In the case of Mr. Vigneault, his trip of October 20, 1977, as I have stated, was 187 miles, excluding initial and final terminal time. If we divide, as required by Article 4.01(b), this mileage of 187 by 20, we arrive at a figure of 9.35, which translated into hours and minutes amounts to 9 hours and 21 minutes. The parties use a table appended to the Collective Agreement to convert miles into hours in order to determine the time from which overtime hours will commence.

According to this table in a trip of 187 miles, overtime commences after 9 hours and 20 minutes of work, excluding initial and final terminal time.

Therefore, on October 20, 1977, Mr. Vigneault was on duty for a total of 12 hours and 20 minutes of which 1 hour and 5 minutes constituted initial and final terminal time (for which he was paid a total of 17 miles at the regular rate and which is not in question in the present case). The net length of time of the work performed for the purposes of Article 4.01(b) was therefore 11 hours and 15 minutes. During these hours of work, Mr. Vigneault performed pick up and set off for a total of 2 hours and 30 minutes for which he was paid 40 miles at the regular rate. This amount, however, was not deducted from the figures before us in the application of Article 4.01(b), and here again this is not here in dispute.

The result is that, notwithstanding the payments for initial and final terminal time and for picking up and setting off, Mr. Vigneault had the right to be paid 187 miles. At the same time, he had the right to be paid at overtime rates for all the time he had worked after 9 hours and 20 minutes. Article 4.01(b) in its second sentence clearly explains that "Le paiement se fera pour les heures en service ou les milles parcourus, selon le montant le plus élevé."

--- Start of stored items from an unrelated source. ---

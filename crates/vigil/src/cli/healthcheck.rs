//! `vigil healthcheck` (spec.md §6, SPEC_FULL.md C16): builds the full
//! dependency graph exactly as `serve` would, then reports every
//! registered dependency's health and exits without serving any requests —
//! useful for a container readiness probe or a pre-deploy smoke test.

use std::path::Path;

use thiserror::Error;

use vigil_mcp::app::{self, StartupError};
use vigil_mcp::config::{load_config, ConfigError};

#[derive(Debug, Error)]
pub enum HealthcheckError {
    #[error("{0}")]
    Config(#[from] ConfigError),
    #[error("{0}")]
    Startup(#[from] StartupError),
}

/// `true` if every registered dependency is healthy.
pub async fn run(config_path: Option<&Path>, json: bool) -> Result<bool, HealthcheckError> {
    let mut config = load_config(config_path)?;
    // Force the lenient startup path regardless of what the configuration
    // says for a long-running `serve` process: this command's whole job is
    // to build successfully and then *report* which dependencies are down,
    // not to fail fast the way `serve`'s `strict_startup=true` would.
    config.strict_startup = false;
    let app = app::build(&config).await?;

    let states = app.features.all_states();
    let all_healthy = states.iter().all(|(_, state)| state.healthy);

    if json {
        let report: Vec<_> = states
            .iter()
            .map(|(name, state)| {
                serde_json::json!({
                    "dependency": name,
                    "healthy": state.healthy,
                    "last_checked": state.last_checked,
                    "last_error": state.last_error,
                })
            })
            .collect();
        println!(
            "{}",
            serde_json::to_string_pretty(&serde_json::json!({ "healthy": all_healthy, "dependencies": report }))
                .expect("health report always serializes")
        );
    } else {
        for (name, state) in &states {
            let status = if state.healthy { "ok" } else { "DOWN" };
            match &state.last_error {
                Some(reason) => println!("{name}: {status} ({reason})"),
                None => println!("{name}: {status}"),
            }
        }
    }

    Ok(all_healthy)
}
//! Exponential backoff with jitter for idempotent outbound calls
//! (spec.md §4.4: base 100ms, factor 2, cap 5s, up to 3 attempts). Non-
//! idempotent operations must not use this helper.

use backoff::backoff::Backoff;
use backoff::ExponentialBackoffBuilder;
use rand::Rng;
use std::future::Future;
use std::time::Duration;
use tracing::debug;

#[derive(Debug, Clone, Copy)]
pub struct RetryConfig {
    pub base: Duration,
    pub factor: f64,
    pub cap: Duration,
    pub max_attempts: u32,
}

impl Default for RetryConfig {
    fn default() -> Self {
        Self {
            base: Duration::from_millis(100),
            factor: 2.0,
            cap: Duration::from_secs(5),
            max_attempts: 3,
        }
    }
}

/// Retry `op` up to `config.max_attempts` times with exponential backoff and
/// full jitter. `op` must be idempotent; `is_retryable` decides whether a
/// given error warrants another attempt at all (malformed input, for
/// instance, should return `false` and fail immediately).
pub async fn retry_idempotent<T, E, F, Fut>(
    config: RetryConfig,
    mut is_retryable: impl FnMut(&E) -> bool,
    mut op: F,
) -> Result<T, E>
where
    F: FnMut() -> Fut,
    Fut: Future<Output = Result<T, E>>,
{
    let mut backoff = ExponentialBackoffBuilder::new()
        .with_initial_interval(config.base)
        .with_multiplier(config.factor)
        .with_max_interval(config.cap)
        .with_max_elapsed_time(None)
        .build();

    let mut attempt: u32 = 0;
    loop {
        attempt += 1;
        match op().await {
            Ok(value) => return Ok(value),
            Err(err) => {
                if attempt >= config.max_attempts || !is_retryable(&err) {
                    return Err(err);
                }
                let delay = backoff.next_backoff().unwrap_or(config.cap);
                let jittered = jitter(delay);
                debug!(attempt, delay_ms = jittered.as_millis() as u64, "retrying after backoff");
                tokio::time::sleep(jittered).await;
            }
        }
    }
}

fn jitter(delay: Duration) -> Duration {
    let mut rng = rand::thread_rng();
    let factor: f64 = rng.gen_range(0.5..=1.0);
    Duration::from_secs_f64(delay.as_secs_f64() * factor)
}

#[cfg(test)]
mod tests {
    use super::*;
    use std::sync::atomic::{AtomicU32, Ordering};

    #[tokio::test]
    async fn succeeds_without_retry_on_first_success() {
        let calls = AtomicU32::new(0);
        let result: Result<u32, &str> = retry_idempotent(
            RetryConfig {
                base: Duration::from_millis(1),
                ..Default::default()
            },
            |_| true,
            || async {
                calls.fetch_add(1, Ordering::SeqCst);
                Ok(42)
            },
        )
        .await;
        assert_eq!(result, Ok(42));
        assert_eq!(calls.load(Ordering::SeqCst), 1);
    }

    #[tokio::test]
    async fn retries_up_to_max_attempts_then_fails() {
        let calls = AtomicU32::new(0);
        let result: Result<u32, &str> = retry_idempotent(
            RetryConfig {
                base: Duration::from_millis(1),
                cap: Duration::from_millis(2),
                max_attempts: 3,
                factor: 2.0,
            },
            |_| true,
            || async {
                calls.fetch_add(1, Ordering::SeqCst);
                Err("transient")
            },
        )
        .await;
        assert_eq!(result, Err("transient"));
        assert_eq!(calls.load(Ordering::SeqCst), 3);
    }

    #[tokio::test]
    async fn non_retryable_error_fails_fast() {
        let calls = AtomicU32::new(0);
        let result: Result<u32, &str> = retry_idempotent(
            RetryConfig {
                base: Duration::from_millis(1),
                ..Default::default()
            },
            |_| false,
            || async {
                calls.fetch_add(1, Ordering::SeqCst);
                Err("malformed")
            },
        )
        .await;
        assert_eq!(result, Err("malformed"));
        assert_eq!(calls.load(Ordering::SeqCst), 1);
    }
}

We must, therefore, ( where the end result is not clear) make the calculation using both methods. The payment for the miles run would be, in the instant case, 187 miles or $85.50. The payment for the hours in service, on the other hand, consist of two parts: the first of 9 hours and 20 minutes at the regular rate, or $68.51, the equivalent of 149 miles; the second of one hour and 55 minutes at the applicable overtime rate, or $21.10, the equivalent of 46 miles.

This second method yields a higher amount, this method must be followed in the present case. This is what the Company actually did. It must be noted that in each step, we use, as much as possible, miles as the basis for calculation. The result is that the Company correctly followed the method of payment provided in the Collective Agreement. The Agreement having been observed, the grievance must be declined.